Home→Forums→Relationships→I got ghosted after only 1 date. But I'm devastated→Reply To: I got ghosted after only 1 date. But I'm devastated
Dear Josh:
I re-read all your posts on the two threads again this morning, incorporating the information from your recent post into the bigger picture in my mind. I will separate the following with #s and include quotes from your shares in parentheses:
1. Anxiety in childhood and disassociation: you witnessed your father physically abusing your mother (he “took a lot of anger out on my mother physically… I had witnessed that a few times. Physically and verbally. Occasionally we’d hear the physical violence going on in their bedroom”). It was a scary experience that repeated itself during your early childhood, before you were 8, the time your parents divorced.
The disassociation is about tuning down the volume, as you heard the violence in your childhood home, you turned down the volume, so to speak.
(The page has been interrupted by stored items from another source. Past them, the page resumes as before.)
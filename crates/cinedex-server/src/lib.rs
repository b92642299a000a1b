pub mod config;
pub mod error;
pub mod run;

pub use error::{Error, Result};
Fast forward, in your five year relationship, you didn’t “hear” the noise, that is, the troubles in the relationship for the longest time, until your ex girlfriend left you that note, being loud enough for you to hear. In that relationship you didn’t “hear” the bickering loud enough, you didn’t hear her dissatisfaction (“when she left the note saying she was staying at her parents for 6 weeks, it blindsided me… we were absolutely best friends, we’d bicker but NEVER fought…. There were weeks we’d go without a romantic kiss, and sex slowed down dramatically to the point of stopping. She wanted it, but I had no interest”).
2. Anger- your early life promise to not be like your father, to never get as angry as him, led you to turn down the volume of your own anger to a point that you are hardly aware of it, and so, you are missing the emotion that lets us, humans, know when there is something wrong that needs to be addressed, this is how you missed your ex girlfriend’s dissatisfaction, not being aware of it until she left you, and it is the reason why you are too agreeable and not assertive (“at a young age-maybe about 10-after seeing my dad physically assaulting his new girlfriend, after me and my sister ran and hid, I promised my sister then that I’d never turn out like my dad, and never get as angry as him. I remember it very vividly.. to be anything like my father was dangerous… I’m very agreeable. And I’m not assertive at all”).
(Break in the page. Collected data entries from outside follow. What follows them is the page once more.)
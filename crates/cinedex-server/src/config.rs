use std::{fmt::Display, path::PathBuf, time::Duration};

use cinedex_app::{decode::DEFAULT_MAX_BODY_SIZE, state::AppConfig};
use cinedex_dal::PoolConfig;
pub use clap::Parser;

use crate::error::Result;

#[derive(Debug, Clone, Copy, PartialEq, Eq, clap::ValueEnum)]
pub enum Environment {
    Development,
    Staging,
    Production,
}

impl Display for Environment {
    fn fmt(&self, f: &mut std::fmt::Formatter<'_>) -> std::fmt::Result {
        let name = match self {
            Environment::Development => "development",
            Environment::Staging => "staging",
            Environment::Production => "production",
        };
        f.write_str(name)
    }
}

#[derive(Debug, Clone, clap::Parser)]
#[command(version, about = "Movie catalogue JSON API server")]
pub struct ServerConfig {
    #[arg(
        short,
        long,
        default_value_t = 4000,
        env = "CINEDEX_PORT",
        help = "Port to listen on"
    )]
    pub port: u16,

    #[arg(
        short,
        long,
        default_value = "127.0.0.1",
        env = "CINEDEX_LISTEN_ADDRESS",
        help = "Address to listen on"
    )]
    pub listen_address: String,

    #[arg(
        long = "env",
        value_enum,
        default_value_t = Environment::Development,
        env = "CINEDEX_ENV",
        help = "Deployment environment, reported by health check"
    )]
    pub environment: Environment,

    #[arg(
        long,
        env = "CINEDEX_DATA_DIR",
        help = "Data directory for the database, default is system default like ~/.local/share/cinedex",
        default_value_t = default_data_dir()
    )]
    data_dir: String,

    #[arg(
        long,
        env = "CINEDEX_DATABASE_URL",
        help = "Database URL e.g. sqlite://file.db, default is sqlite://[data-dir]/cinedex.db, where data-dir is set by --data-dir"
    )]
    database_url: Option<String>,

    #[arg(
        long,
        env = "CINEDEX_DB_MAX_OPEN_CONNS",
        default_value_t = 25,
        help = "Maximum number of open database connections"
    )]
    pub db_max_open_conns: u32,

    #[arg(
        long,
        env = "CINEDEX_DB_MIN_CONNS",
        default_value_t = 0,
        help = "Number of database connections kept open even when idle"
    )]
    pub db_min_conns: u32,

    #[arg(
        long,
        env = "CINEDEX_DB_MAX_IDLE_TIME",
        default_value = "15m",
        help = "Idle time after which database connection is closed, in human friendly format (e.g. 15m, 1h30m)",
        value_parser = humantime::parse_duration
    )]
    pub db_max_idle_time: Duration,

    #[arg(
        long,
        env = "CINEDEX_MAX_BODY_SIZE",
        default_value_t = DEFAULT_MAX_BODY_SIZE,
        help = "Maximum size of JSON request body in bytes"
    )]
    pub max_body_size: usize,

    #[arg(long, env = "CINEDEX_CORS", help = "Enable permissive CORS")]
    pub cors: bool,
}

fn default_data_dir() -> String {
    dirs::data_dir()
        .map(|p| p.join("cinedex"))
        .unwrap_or_else(|| PathBuf::from("cinedex"))
        .to_string_lossy()
        .to_string()
}

impl ServerConfig {
    pub fn load() -> Result<Self> {
        ServerConfig::try_parse().map_err(|e| e.into())
    }

    pub fn data_dir(&self) -> PathBuf {
        PathBuf::from(&self.data_dir)
    }

    pub fn database_url(&self) -> String {
        self.database_url
            .clone()
            .unwrap_or_else(|| format!("sqlite://{}/cinedex.db", self.data_dir))
    }

    pub fn pool_config(&self) -> PoolConfig {
        PoolConfig {
            max_connections: self.db_max_open_conns,
            min_connections: self.db_min_conns,
            idle_timeout: Some(self.db_max_idle_time),
        }
    }
}

impl From<&ServerConfig> for AppConfig {
    fn from(config: &ServerConfig) -> Self {
        AppConfig {
            environment: config.environment.to_string(),
            max_body_size: config.max_body_size,
        }
    }
}

#[cfg(test)]
mod tests {
    use super::*;

    #[test]
    fn test_defaults() {
        let config =
            ServerConfig::try_parse_from(["cinedex-server", "--data-dir", "/tmp/cdx"]).unwrap();
        assert_eq!(config.port, 4000);
        assert_eq!(config.listen_address, "127.0.0.1");
        assert_eq!(config.environment, Environment::Development);
        assert_eq!(config.database_url(), "sqlite:///tmp/cdx/cinedex.db");
        assert_eq!(config.db_max_idle_time, Duration::from_secs(15 * 60));
        assert_eq!(config.max_body_size, 1_048_576);
        assert!(!config.cors);

        let pool = config.pool_config();
        assert_eq!(pool.max_connections, 25);
        assert_eq!(pool.min_connections, 0);
    }

    #[test]
    fn test_explicit_values() {
        let config = ServerConfig::try_parse_from([
            "cinedex-server",
            "--port",
            "8080",
            "--env",
            "production",
            "--database-url",
            "sqlite::memory:",
            "--db-max-idle-time",
            "1h 30m",
            "--max-body-size",
            "1024",
            "--cors",
        ])
        .unwrap();
        assert_eq!(config.port, 8080);
        assert_eq!(config.database_url(), "sqlite::memory:");
        assert_eq!(config.db_max_idle_time, Duration::from_secs(90 * 60));
        assert!(config.cors);

        let app_config = AppConfig::from(&config);
        assert_eq!(app_config.environment, "production");
        assert_eq!(app_config.max_body_size, 1024);
    }

    #[test]
    fn test_invalid_environment() {
        let res = ServerConfig::try_parse_from(["cinedex-server", "--env", "testing"]);
        assert!(res.is_err());
    }
}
3. Aloneness- you were very much alone as a child, not starting grade 7 when you were taken out of public school, but before. When you heard the violence between your parents, there was no parent there Together with you, comforting you. When your father assaulted his new girlfriend, there was no parent Together with you, comforting you.
At home, living with your mother, she worked many hours, not available to be Together with you. And then, being taken out of public school, you were alone in other ways, no peers Together with you.
And so, on one hand you prefer being alone, you are used to it, it is easier, but on the other hand, you never outgrew the need to be Together, this need in you is intense (“I tend to be a homebody and sit at home a lot even during that weekends.. I’m extremely introverted, very shy, and don’t get out very much.. I DO have a tendency to fall hard and quick.. why after a single date am I having such intense and emotional feelings… What’s been putting me on the brink of crying these days is the thought that she’s gone. ‘She’, being someone that didn’t mean much to me to begin with… I still find that I grow unreasonably attached to women that show interest in me, at unreasonable paces”)
A thought about the kind of woman who will be right for you: it is very important that the woman in your life, who will be in your life, in a romantic relationship, will be honest and assertive, one who will tell you very clearly (loud enough, so to speak) what she feels and what she wants, and yet she needs to be not aggressive.
You are welcome to give me your feedback on what I suggested here, in this post.